A Scheme for Organizing HPC Jobs
2024 February 8
For my work on DASCH, I’ve been trying out a new scheme for organizing the computational jobs that I’m launching on Cannon, Harvard’s primary research HPC cluster. It’s been working really well! You could call it a “location-based” system, and below I’ll sketch out the approach.
First, some context. When I’m using a cluster like Cannon, I’m generally doing bulk data processing. In the case of DASCH, I have a pipeline with a lot of steps in it. I’ve got chunks of data moving through different stages of the pipeline, and each data+step combination will run in one HPC job on our scheduler, which happens to be Slurm. On top of pipeline-style processing, I’m pretty much constantly running experiments, testing new code, or executing one-off projects that require single-use scripts. So I’ve often got many different kinds of jobs running at once, corresponding to many different mental “threads”: one group of jobs is dealing with today’s incoming data; another is doing some weekly maintenance; a third is testing out a new algorithm.
My problem is that Slurm (and every other scheduler that I’ve seen) really only
offers very primitive support for organizing and keeping track of everything
that I’ve got going on. The well-known squeue
command will tell you what
jobs of yours are currently running, but only in the form of one big list. I’m
not aware of any built-in mechanisms to “tag” jobs or otherwise group them. It’s
also surprisingly annoying to get information out of Slurm about completed jobs.
The upshot is that if I have a question like, “what’s the average amount of time
taken by the astrometry
jobs that I ran as part of my new-matching
test?”, I
have to write a bunch of code to get an answer. It’s frustrating because a
scheduler like Slurm holds a lot of really useful information about your jobs,
and you if you want to analyze that information you really want to be working
within its framework as much as possible, not duplicating it.

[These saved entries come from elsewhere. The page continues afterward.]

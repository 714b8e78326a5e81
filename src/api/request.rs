//! Request types for the payroll engine API.
//!
//! This module defines the JSON request structure for the
//! `/payroll/calculate` endpoint.

use serde::{Deserialize, Serialize};

use crate::config::SystemConfig;
use crate::models::{AttendanceEvent, Employee, OtRequest, PayrollParameters, SwapRequest};

/// Request body for the `/payroll/calculate` endpoint.
///
/// Carries the already-fetched collections for one payroll run. Record
/// collections may be omitted and default to empty.
#[derive(Debug, Clone, Serialize, Deserialize)]
pub struct PayrollRequest {
    /// The period and employee filters for the run.
    pub parameters: PayrollParameters,
    /// The employees to consider.
    pub employees: Vec<Employee>,
    /// Attendance events for the employees.
    #[serde(default)]
    pub attendance: Vec<AttendanceEvent>,
    /// Overtime requests, of any status.
    #[serde(default)]
    pub ot_requests: Vec<OtRequest>,
    /// Shift swap requests, of any status.
    #[serde(default)]
    pub swap_requests: Vec<SwapRequest>,
    /// Replaces the server's loaded configuration for this request.
    #[serde(default)]
    pub config: Option<SystemConfig>,
}
//! Base income and custom-holiday work bonus.

use chrono::NaiveDate;
use rust_decimal::Decimal;
use serde::{Deserialize, Serialize};

use crate::models::{AuditStep, Employee, PayType, PeriodKind, PeriodRange};

use super::day_classifier::{DayClassification, HolidayPolicy};
use super::rounding::round_currency;

/// Days in a payroll month, used to derive daily and hourly rates of a
/// monthly salary.
pub const DAYS_PER_MONTH: u32 = 30;

/// Hours in a standard working day.
pub const STANDARD_WORKDAY_HOURS: u32 = 8;

/// The result of base income assembly.
#[derive(Debug, Clone, PartialEq, Eq, Serialize, Deserialize)]
pub struct BaseIncomeResult {
    /// Base income, rounded to whole currency units.
    pub income: Decimal,
    /// Hourly rate at full precision.
    pub hourly_rate: Decimal,
    /// The audit step recording this calculation.
    pub audit_step: AuditStep,
}

/// The result of the custom-holiday work bonus.
#[derive(Debug, Clone, PartialEq, Eq, Serialize, Deserialize)]
pub struct CustomHolidayWorkResult {
    /// Worked days that fell on a custom holiday.
    pub days: u32,
    /// Hours credited for those days.
    pub hours: Decimal,
    /// Bonus pay, rounded to whole currency units.
    pub pay: Decimal,
    /// The audit step recording this calculation.
    pub audit_step: AuditStep,
}

/// Hourly rate for an employee.
///
/// Monthly salaries divide by [`DAYS_PER_MONTH`] and
/// [`STANDARD_WORKDAY_HOURS`]; daily and temporary rates divide by
/// [`STANDARD_WORKDAY_HOURS`] only.
pub fn hourly_rate(employee: &Employee) -> Decimal {
    let hours = Decimal::from(STANDARD_WORKDAY_HOURS);
    if employee.is_paid_per_day() {
        employee.base_salary / hours
    } else {
        employee.base_salary / Decimal::from(DAYS_PER_MONTH) / hours
    }
}

/// Calculates an employee's base income for the period.
///
/// - Monthly over a calendar month: the full salary.
/// - Monthly over a custom range: the daily rate times the days in range.
/// - Daily or temporary: the daily rate times the worked days.
///
/// # Example
///
/// ```
/// use payroll_engine::calculation::calculate_base_income;
/// use payroll_engine::models::{CalculationPeriod, Employee, PayType};
/// use rust_decimal::Decimal;
///
/// let employee = Employee {
///     id: "emp_002".to_string(),
///     name: "Somchai".to_string(),
///     pay_type: PayType::Daily,
///     base_salary: Decimal::new(500, 0),
///     department: "Warehouse".to_string(),
///     weekly_holidays: None,
///     custom_holidays: vec![],
/// };
/// let range = CalculationPeriod::CalendarMonth { year: 2026, month: 1 }.resolve().unwrap();
///
/// let result = calculate_base_income(&employee, &range, 20, 2);
/// assert_eq!(result.income, Decimal::new(10000, 0));
/// assert_eq!(result.hourly_rate, Decimal::new(625, 1));
/// ```
pub fn calculate_base_income(
    employee: &Employee,
    range: &PeriodRange,
    worked_days: u32,
    step_number: u32,
) -> BaseIncomeResult {
    let rate = hourly_rate(employee);

    let (raw_income, basis) = match (employee.pay_type, range.kind) {
        (PayType::Monthly, PeriodKind::CalendarMonth) => (
            employee.base_salary,
            "monthly salary over a calendar month".to_string(),
        ),
        (PayType::Monthly, PeriodKind::CustomRange) => {
            let days = range.days_in_range();
            (
                (employee.base_salary / Decimal::from(DAYS_PER_MONTH))
                    .saturating_mul(Decimal::from(days)),
                format!("monthly salary / {} x {} day(s) in range", DAYS_PER_MONTH, days),
            )
        }
        (PayType::Daily | PayType::Temporary, _) => (
            employee.base_salary.saturating_mul(Decimal::from(worked_days)),
            format!("{} rate x {} worked day(s)", employee.pay_type, worked_days),
        ),
    };
    let income = round_currency(raw_income);

    let audit_step = AuditStep {
        step_number,
        rule_id: "base_income".to_string(),
        rule_name: "Base Income".to_string(),
        input: serde_json::json!({
            "pay_type": employee.pay_type,
            "base_salary": employee.base_salary.to_string(),
            "period_kind": range.kind,
            "days_in_range": range.days_in_range(),
            "worked_days": worked_days
        }),
        output: serde_json::json!({
            "income": income.to_string(),
            "hourly_rate": rate.to_string()
        }),
        reasoning: format!("{} = {} (rounded to {})", basis, raw_income, income),
    };

    BaseIncomeResult {
        income,
        hourly_rate: rate,
        audit_step,
    }
}

/// Calculates the bonus for work on custom holidays.
///
/// Every worked date that classifies as a custom holiday is credited with a
/// standard day of [`STANDARD_WORKDAY_HOURS`] paid at the holiday's
/// `workday_multiplier` minus the base day already covered by base income.
/// The summed bonus is rounded once.
pub fn calculate_custom_holiday_work<I>(
    worked_dates: I,
    policy: &HolidayPolicy<'_>,
    hourly_rate: Decimal,
    step_number: u32,
) -> CustomHolidayWorkResult
where
    I: IntoIterator<Item = NaiveDate>,
{
    let day_hours = Decimal::from(STANDARD_WORKDAY_HOURS);
    let mut days = 0u32;
    let mut raw_pay = Decimal::ZERO;
    let mut holidays_worked = Vec::new();

    for date in worked_dates {
        if let DayClassification::CustomHoliday(holiday) = policy.classify(date) {
            days += 1;
            let bonus_multiplier = holiday.workday_multiplier.saturating_sub(Decimal::ONE);
            raw_pay = raw_pay.saturating_add(
                day_hours
                    .saturating_mul(hourly_rate)
                    .saturating_mul(bonus_multiplier),
            );
            holidays_worked.push(serde_json::json!({
                "date": date.to_string(),
                "name": holiday.name,
                "workday_multiplier": holiday.workday_multiplier.to_string()
            }));
        }
    }

    let hours = day_hours * Decimal::from(days);
    let pay = round_currency(raw_pay);

    let audit_step = AuditStep {
        step_number,
        rule_id: "custom_holiday_work".to_string(),
        rule_name: "Custom Holiday Work Bonus".to_string(),
        input: serde_json::json!({
            "hourly_rate": hourly_rate.to_string(),
            "holidays_worked": holidays_worked
        }),
        output: serde_json::json!({
            "days": days,
            "hours": hours.to_string(),
            "pay": pay.to_string()
        }),
        reasoning: if days == 0 {
            "No worked days fell on a custom holiday".to_string()
        } else {
            format!(
                "{} custom holiday day(s) x {}h at (multiplier - 1) x {} = {}",
                days, STANDARD_WORKDAY_HOURS, hourly_rate, pay
            )
        },
    };

    CustomHolidayWorkResult {
        days,
        hours,
        pay,
        audit_step,
    }
}
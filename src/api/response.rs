//! Response types for the payroll engine API.
//!
//! This module defines the error response structures and error handling
//! for the HTTP API.

use axum::{
    http::StatusCode,
    response::{IntoResponse, Response},
    Json,
};
use serde::{Deserialize, Serialize};

use crate::error::EngineError;

/// API error response structure.
#[derive(Debug, Clone, Serialize, Deserialize)]
pub struct ApiError {
    /// Error code for programmatic handling.
    pub code: String,
    /// Human-readable error message.
    pub message: String,
    /// Optional details about the error.
    #[serde(skip_serializing_if = "Option::is_none")]
    pub details: Option<String>,
}

impl ApiError {
    /// Creates a new API error.
    pub fn new(code: impl Into<String>, message: impl Into<String>) -> Self {
        Self {
            code: code.into(),
            message: message.into(),
            details: None,
        }
    }

    /// Creates a new API error with details.
    pub fn with_details(
        code: impl Into<String>,
        message: impl Into<String>,
        details: impl Into<String>,
    ) -> Self {
        Self {
            code: code.into(),
            message: message.into(),
            details: Some(details.into()),
        }
    }

    /// Creates a validation error response.
    pub fn validation_error(message: impl Into<String>) -> Self {
        Self::new("VALIDATION_ERROR", message)
    }

    /// Creates a malformed JSON error response.
    pub fn malformed_json(message: impl Into<String>) -> Self {
        Self::new("MALFORMED_JSON", message)
    }

    /// Creates an internal error response.
    pub fn internal(message: impl Into<String>) -> Self {
        Self::new("INTERNAL_ERROR", message)
    }
}

/// API error with HTTP status code.
pub struct ApiErrorResponse {
    /// The HTTP status code.
    pub status: StatusCode,
    /// The error body.
    pub error: ApiError,
}

impl IntoResponse for ApiErrorResponse {
    fn into_response(self) -> Response {
        (self.status, Json(self.error)).into_response()
    }
}

impl From<EngineError> for ApiErrorResponse {
    fn from(error: EngineError) -> Self {
        match error {
            EngineError::ConfigNotFound { path } => ApiErrorResponse {
                status: StatusCode::INTERNAL_SERVER_ERROR,
                error: ApiError::with_details(
                    "CONFIG_ERROR",
                    "Configuration error",
                    format!("Configuration file not found: {}", path),
                ),
            },
            EngineError::ConfigParseError { path, message } => ApiErrorResponse {
                status: StatusCode::INTERNAL_SERVER_ERROR,
                error: ApiError::with_details(
                    "CONFIG_ERROR",
                    "Configuration parse error",
                    format!("Failed to parse {}: {}", path, message),
                ),
            },
            EngineError::InvalidConfig { field, message } => ApiErrorResponse {
                status: StatusCode::BAD_REQUEST,
                error: ApiError::with_details(
                    "INVALID_CONFIG",
                    format!("Invalid configuration field '{}': {}", field, message),
                    "The supplied configuration contains an out-of-range value",
                ),
            },
            EngineError::InvalidPeriod { message } => ApiErrorResponse {
                status: StatusCode::BAD_REQUEST,
                error: ApiError::with_details(
                    "INVALID_PERIOD",
                    format!("Invalid calculation period: {}", message),
                    "Check the month number or that the end date is not before the start date",
                ),
            },
        }
    }
}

But Slurm just
gives you very little to work with.
When I started working on new tooling for the DASCH data processing, I knew that this situation would bother me a lot, so I spent some time thinking about what I could do. You can imagine a lot of overengineered solutions (create and maintain your own separate job database!) but I felt that it was super important to keep things as lightweight as possible.
The “location-based” approach that I came up with manages that, I think. The key idea is to use the filesystem to organize jobs. Specifically: whenever you launch a job, the directory that you launched it from “remembers” the job. (Side note: the job launch directory need not be the same as the job’s working directory.)
This one little concept unlocks a lot of powerful workflows. The two commands that I find myself using the most often are “job top”, which prints out the pending and running jobs launched from the current directory, and “job tail”, which prints out information about recently-completed jobs launched from the current directory. The other one that instantly comes to mind would be a sort of “job ls”, but I actually haven’t had much of a need for it.
The great thing about this approach is that you instantly get a flexible system for organizing your jobs in whatever kind of hierarchy you prefer, and it’s a system based on the “database” that’s more popular, better-supported, and better-understood than any other: the Unix filesystem. It feels very “clean” to me to extend the idea of “a directory can contain files” to “a directory can contain files and jobs”. You can immediately think of a bunch of tools flowing from that mental model, and they feel like they work at the right — low — level.
This approach is also pretty easy to implement. The most naive model I can think
of would be set up an sbatch
wrapper to log the IDs of newly-launched jobs
to a file named something like .jobids
, and I’m pretty sure that would work
just fine. The main wrinkle is that when a job finishes, you generally need to
ensure that some kind of “postmortem” analysis records information about the job
outcome. There are two reasons for this: one, Slurm throws that information away
relatively promptly; and two, the Slurm commands for retrieving job data are
pretty slow, so you don’t want to rely on them for analytics. Grouping jobs on
the filesystem provides a great framework for keeping this information without
needing to have a single giant file logging data about every single job you’ve
ever run.
The system that I’ve built for DASCH is a bit more sophisticated than the above,
tying into some other data-management tooling that I’ve put together. The most
important idea to mention is that every job is identified using a human-friendly
name, rather than Slurm’s numeric IDs (astrometry_a17401
instead of
18070012
). Slurm lets you give jobs names, but its tools all encourage you to
using the numeric IDs instead. As long as I’m writing code to implement the
“location-based” model, I can fix that issue.
The naming feature is a quality-of-life issue, but also gets to some relatively
deep engineering considerations. I suspect that Slurm doesn’t encourage you to
refer to jobs by name because those names aren’t reliably unique at any level —
whereas job IDs are guaranteed to be unique on the whole system. (Well,
eventually they get recycled …) The location-based approach allows for a middle
ground. I ensure that job names are locally unique: no two jobs within the same
launch directory have the same name, in exactly the same way that no two files
within a directory are allowed to have the same name. In fact, under the hood I
ensure job name local-uniqueness through file name local-uniqueness — my jobs
have associated “state directories” created using mkdtemp()
, so that my job
names actually have the form astrometry_a17401.a_q9xl
.
Contrast this to Slurm itself, which assigns jobs globally unique IDs by giving them sequential numbers. The weakness of the Slurm approach is that it’s inherently centralized — every single request to create a job has go through some single process that keeps track of the next job ID. It’s the same architectural problem as Subversion, with its sequential revision numbers, as compared to Git. Which isn’t something that should be that big of a deal, but more and more I notice just how slow Slurm feels to me. Harvard’s instance is really busy, but I still feel like it shouldn’t take 10 seconds for the daemon to accept a job-launch request. If you’re writing some kind of distributed software and you find yourself assigning sequential identifiers to something, be aware that you’re probably creating an unfixable bottleneck!